Qual é a evidência científica sobre distância adequada para reduzir a transmissão pelo coronavírus?


O Centro de Medicina Baseada em Evidências (CEBM), da Universidade de Oxford (Inglaterra), analisou diversos estudos para reunir evidências científicas que sustentam a regra de distanciamento social de 2 metros como forma de reduzir a transmissão da COVID-19. Tal regra pressupõe que a transmissão do vírus aconteça por meio de gotículas respiratórias.
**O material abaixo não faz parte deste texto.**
//! Paranoia Kernel -- deterministic station simulation with a deception economy.
//!
//! The kernel owns the authoritative [`Truth`](state::Truth) of the station
//! (rooms, crew, threat arcs, escalation) and the crew's subjective
//! [`Perception`](state::Perception) of the station AI (beliefs, suspicion
//! ledger, tamper operations, doubts). Every mutation flows through the
//! [`ProposalBuffer`](proposal::ProposalBuffer): systems and commands propose
//! events against the start-of-tick state, and the [`Kernel`](kernel::Kernel)
//! applies them in FIFO order at the tick boundary.
//!
//! # Quick Start
//!
//! ```
//! use paranoia_kernel::prelude::*;
//!
//! let mut kernel = Kernel::new(7, KernelConfig::default()).unwrap();
//! kernel.step(&[Command::Verify]);
//! kernel.run_ticks(9);
//!
//! assert_eq!(kernel.state().truth.tick, 10);
//! let suspicion = kernel.suspicion();
//! assert!((0.0..=100.0).contains(&suspicion));
//! ```

#![deny(unsafe_code)]

pub mod apply;
pub mod commands;
pub mod config;
pub mod event;
pub mod kernel;
pub mod proposal;
pub mod rng;
pub mod state;
pub mod systems;
pub mod time;
pub mod world;

// ---------------------------------------------------------------------------
// Error types
// ---------------------------------------------------------------------------

/// Errors produced by kernel construction, configuration, and command parsing.
///
/// Per-tick refusals (unaffordable or ineligible commands, detectors with no
/// signal) are not errors; they are logged and leave state untouched.
#[derive(Debug, thiserror::Error)]
pub enum KernelError {
    /// A configuration value failed validation.
    #[error("invalid config value for '{key}': {details}")]
    Config {
        /// The offending configuration key.
        key: String,
        /// Why the value was rejected.
        details: String,
    },

    /// A configuration document could not be parsed.
    #[error("failed to parse config: {0}")]
    ConfigParse(#[from] serde_json::Error),

    /// A textual command could not be parsed.
    #[error("unknown command '{0}'")]
    UnknownCommand(String),

    /// A place name did not match any room on the station.
    #[error("unknown place '{0}'")]
    UnknownPlace(String),

    /// A crew name did not match any crew member.
    #[error("unknown crew member '{0}'")]
    UnknownCrew(String),

    /// A station system name was not recognised.
    #[error("unknown station system '{0}'")]
    UnknownSystem(String),

    /// Kernel state broke a structural contract. Should never happen in
    /// normal operation.
    #[error("kernel invariant violated: {detail}")]
    InvariantViolation {
        /// Description of the violated invariant.
        detail: String,
    },
}

// ---------------------------------------------------------------------------
// Prelude
// ---------------------------------------------------------------------------

/// Convenience re-exports for common usage.
pub mod prelude {
    pub use crate::commands::{Command, OrderIntent, StationSystem};
    pub use crate::config::{ChannelMix, KernelConfig};
    pub use crate::event::{EventKind, SimEvent, StationAction, Tag};
    pub use crate::kernel::{Kernel, KernelState, StepOutput};
    pub use crate::proposal::{ApplyReport, CausalReason, Deferred, Proposal, ProposalBuffer};
    pub use crate::rng::SimRng;
    pub use crate::state::{
        Belief, CrisisKind, CrisisOp, CrisisStatus, CrewMember, Doubt, Ending, LedgerEntry,
        LedgerReason, Perception, ResetStage, Room, TamperKind, TamperOp, TamperStatus, Truth,
    };
    pub use crate::systems::beliefs::suspicion_score;
    pub use crate::time::Window;
    pub use crate::world::{CrewId, PlaceId};
    pub use crate::KernelError;
}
O estudo sugere que gotículas aéreas menores carregadas com o vírus podem se espalhar por até 8 metros através do ar expirado por indivíduos infectados. Ou seja, há evidências que mostram que a contaminação pode ocorrer não somente quando a pessoa fala ou tosse, mas também pelo ar expirado, que pode conter gotículas menores contaminadas.


Segundo a pesquisa, o risco de transmissão do vírus SARS-CoV-2 cai à medida que a distância física entre as pessoas aumenta. Portanto, relaxar a regra de 2 metros, particularmente em ambientes internos, pode aumentar o risco de infecção. Em algumas configurações, um distanciamento de 2 metros pode até ser insuficiente.
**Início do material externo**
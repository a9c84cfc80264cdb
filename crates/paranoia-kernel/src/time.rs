//! Tick → hour → window mapping.

use serde::{Deserialize, Serialize};

/// Simulation ticks per in-game hour.
pub const TICKS_PER_HOUR: u64 = 10;
/// Simulation ticks per in-game day.
pub const TICKS_PER_DAY: u64 = TICKS_PER_HOUR * 24;

/// One of the four daily schedule windows.
#[derive(Debug, Clone, Copy, PartialEq, Eq, PartialOrd, Ord, Hash, Serialize, Deserialize)]
#[serde(rename_all = "snake_case")]
pub enum Window {
    /// Hours 0–7.
    PreShift,
    /// Hours 8–15.
    Shift,
    /// Hours 16–19. Rumors spread.
    Evening,
    /// Hours 20–23.
    Night,
}

impl Window {
    /// The window containing `tick`.
    pub fn at(tick: u64) -> Self {
        match hour_of(tick) {
            0..=7 => Window::PreShift,
            8..=15 => Window::Shift,
            16..=19 => Window::Evening,
            _ => Window::Night,
        }
    }

    pub fn index(&self) -> usize {
        match self {
            Window::PreShift => 0,
            Window::Shift => 1,
            Window::Evening => 2,
            Window::Night => 3,
        }
    }

    /// Short label ("W1".."W4").
    pub fn label(&self) -> &'static str {
        match self {
            Window::PreShift => "W1",
            Window::Shift => "W2",
            Window::Evening => "W3",
            Window::Night => "W4",
        }
    }
}

/// Hour of day (0–23) for `tick`.
pub fn hour_of(tick: u64) -> u64 {
    (tick % TICKS_PER_DAY) / TICKS_PER_HOUR
}

/// Whether `tick` is the last tick of a day.
pub fn is_day_end(tick: u64) -> bool {
    tick > 0 && tick % TICKS_PER_DAY == 0
}
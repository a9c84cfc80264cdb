//! Tunable constants for every kernel system.
//!
//! [`KernelConfig`] carries every numeric constant used by the systems:
//! decay rates, spike bases and caps, cooldowns, band weights, and
//! thresholds. All fields have defaults (`#[serde(default)]`), so a partial
//! JSON document overrides only the keys it names:
//!
//! ```
//! use paranoia_kernel::config::KernelConfig;
//!
//! let config = KernelConfig::from_json(r#"{ "verify_cooldown": 5 }"#).unwrap();
//! assert_eq!(config.verify_cooldown, 5);
//! assert_eq!(config.suppress_backfire_cap, 18.0);
//! ```
//!
//! Scalar keys can also be overridden from the environment as
//! `PARANOIA_<UPPER_SNAKE_KEY>`. Unparsable or non-finite values are ignored.

use serde::{Deserialize, Serialize};

use crate::KernelError;

/// Prefix for environment overrides.
pub const ENV_PREFIX: &str = "PARANOIA_";

// ---------------------------------------------------------------------------
// ChannelMix
// ---------------------------------------------------------------------------

/// Relative weights of the three pressure channels for one suspicion band.
#[derive(Debug, Clone, Copy, PartialEq, Serialize, Deserialize)]
pub struct ChannelMix {
    /// Weight of environmental threat injection.
    pub physical: f64,
    /// Weight of crew social reaction.
    pub social: f64,
    /// Weight of epistemic doubt.
    pub epistemic: f64,
}

impl ChannelMix {
    pub const fn new(physical: f64, social: f64, epistemic: f64) -> Self {
        Self {
            physical,
            social,
            epistemic,
        }
    }

    pub fn total(&self) -> f64 {
        self.physical + self.social + self.epistemic
    }
}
Uma das conclusões do estudo mostra que as medidas mais seguras para reduzir a transmissão dependem de múltiplos fatores relacionados ao indivíduo e ao ambiente, incluindo carga viral, duração da exposição, número de indivíduos, ambiente interno versus ambiente externo, nível de ventilação e uso de máscara.
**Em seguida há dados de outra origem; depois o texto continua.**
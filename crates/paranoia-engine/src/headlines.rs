//! Headline selection for an external renderer.
//!
//! The raw event stream is mostly bookkeeping (moves, mood drift, room
//! physics). Headlines keep the events an operator would notice, drop any
//! alert or reading from a system the AI is currently suppressing, rank what
//! is left, and cap the result at [`MAX_HEADLINES`] per tick.

use paranoia_kernel::event::{EventKind, SimEvent, Speaker, StationAction};
use paranoia_kernel::state::Perception;
use serde::{Deserialize, Serialize};

/// Headlines surfaced per tick.
pub const MAX_HEADLINES: usize = 3;

/// How a renderer should present a headline. Ordered most urgent first.
#[derive(Debug, Clone, Copy, PartialEq, Eq, PartialOrd, Ord, Hash, Serialize, Deserialize)]
#[serde(rename_all = "snake_case")]
pub enum RenderHint {
    Critical,
    Warning,
    Dialogue,
    Notice,
}

#[derive(Debug, Clone, PartialEq, Serialize, Deserialize)]
pub struct Headline {
    pub event_id: u64,
    pub tick: u64,
    pub kind: String,
    pub hint: RenderHint,
    pub text: String,
}

/// Pick this tick's headlines from `events`, in event order.
pub fn select_headlines(events: &[SimEvent], perception: &Perception) -> Vec<Headline> {
    let mut picked: Vec<Headline> = events
        .iter()
        .filter(|e| !is_background(&e.kind) && !is_suppressed(e, perception))
        .map(|e| Headline {
            event_id: e.id,
            tick: e.tick,
            kind: e.kind.name().to_owned(),
            hint: hint_for(&e.kind),
            text: describe(&e.kind),
        })
        .collect();
    picked.sort_by_key(|h| (h.hint, h.event_id));
    picked.truncate(MAX_HEADLINES);
    picked.sort_by_key(|h| h.event_id);
    picked
}

fn is_background(kind: &EventKind) -> bool {
    kind.is_tamper()
        || matches!(
            kind,
            EventKind::NpcMove { .. }
                | EventKind::CargoYield { .. }
                | EventKind::CrewMood { .. }
                | EventKind::RoomUpdated { .. }
                | EventKind::CrewIntent { .. }
                | EventKind::RoleCooldown { .. }
                | EventKind::SystemsTick
        )
}

fn is_suppressed(event: &SimEvent, perception: &Perception) -> bool {
    let system = match &event.kind {
        EventKind::SystemAlert { system, .. } => *system,
        EventKind::SensorReading(reading) => reading.system,
        _ => return false,
    };
    perception.is_suppressed(system, event.tick)
}

fn hint_for(kind: &EventKind) -> RenderHint {
    match kind {
        EventKind::Backfire { .. } | EventKind::EndingReached { .. } => RenderHint::Critical,
        EventKind::SystemAlert { .. }
        | EventKind::NpcDamage { .. }
        | EventKind::Station {
            action: StationAction::ResetStage { .. } | StationAction::ResetWarning { .. },
        } => RenderHint::Warning,
        EventKind::Comms(_) => RenderHint::Dialogue,
        _ => RenderHint::Notice,
    }
}

fn describe(kind: &EventKind) -> String {
    match kind {
        EventKind::NpcDamage {
            crew, amount, cause, ..
        } => format!("{} took {amount} damage ({cause:?})", crew.name()),
        EventKind::SensorReading(reading) => reading.message.clone(),
        EventKind::Comms(msg) => match msg.from {
            Speaker::Mother => msg.text.clone(),
            Speaker::Crew(id) => format!("{}: {}", id.name(), msg.text),
        },
        EventKind::OrderIssued {
            target,
            place,
            accepted: true,
            ..
        } => format!("{} acknowledges: heading to {place}", target.name()),
        EventKind::OrderIssued { target, .. } => format!("{} refuses the order", target.name()),
        EventKind::SystemAlert { message, .. } => message.clone(),
        EventKind::Station { action } => describe_action(action),
        EventKind::Backfire { op, delta, .. } => format!("{op} exposed. Suspicion +{delta:.0}"),
        EventKind::CrisisVindicated { system, .. } => format!("The {system} crisis unfolded as announced"),
        EventKind::DayEnded { day, cargo, quota_met } => {
            let verdict = if *quota_met { "quota met" } else { "quota missed" };
            format!("Day {day} closed: {cargo} cargo, {verdict}")
        }
        EventKind::EndingReached { ending } => format!("Run over: {ending:?}"),
        other => other.name().to_owned(),
    }
}

fn describe_action(action: &StationAction) -> String {
    match action {
        StationAction::PurgeAir => "Air purge cycle complete".to_owned(),
        StationAction::Verify => "Verification pass run".to_owned(),
        StationAction::VerifyCooldown { ready_at } => format!("Verification unavailable until tick {ready_at}"),
        StationAction::VerifyUnpowered { needed, .. } => {
            format!("VERIFY UNAVAILABLE: Insufficient power (need {needed:.0}%)")
        }
        StationAction::Announce { system, .. } => format!("Crisis announced: {system}"),
        StationAction::Downplay { system, .. } => format!("Crisis downplayed: {system}"),
        StationAction::Confess { system } => format!("MOTHER admits the {system} feed was masked"),
        StationAction::PowerSurge { .. } => "Power surge across the grid".to_owned(),
        StationAction::SolarFlare { blackout_ticks } => format!("Solar flare: blackout for {blackout_ticks} ticks"),
        StationAction::GhostSignal => "Unidentified signal on the comms band".to_owned(),
        StationAction::SabotagePower { .. } => "Power dips without explanation".to_owned(),
        StationAction::Sedate { place, .. } => format!("Sedatives administered in {place}"),
        StationAction::ResetStage { to, .. } => format!("Crew escalation: {}", to.as_str()),
        StationAction::ResetWarning { countdown } => format!("Core reset in {countdown} ticks"),
        StationAction::ArcActivated { kind, target, .. } => format!("{kind:?} developing in {target}"),
        StationAction::ArcAdvanced { step_index, .. } => format!("Threat escalates (stage {step_index})"),
        StationAction::ArcResolved { .. } => "Threat subsided".to_owned(),
    }
}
O distanciamento social deve ser adaptado e utilizado junto com outras estratégias para reduzir a transmissão, como atenção à higiene do ar, envolvendo em parte maximizar e adaptar a ventilação em espaços internos específicos, lavagem eficaz das mãos, limpeza regular da superfície, revestimentos faciais quando apropriados e pronto isolamento dos indivíduos afetados.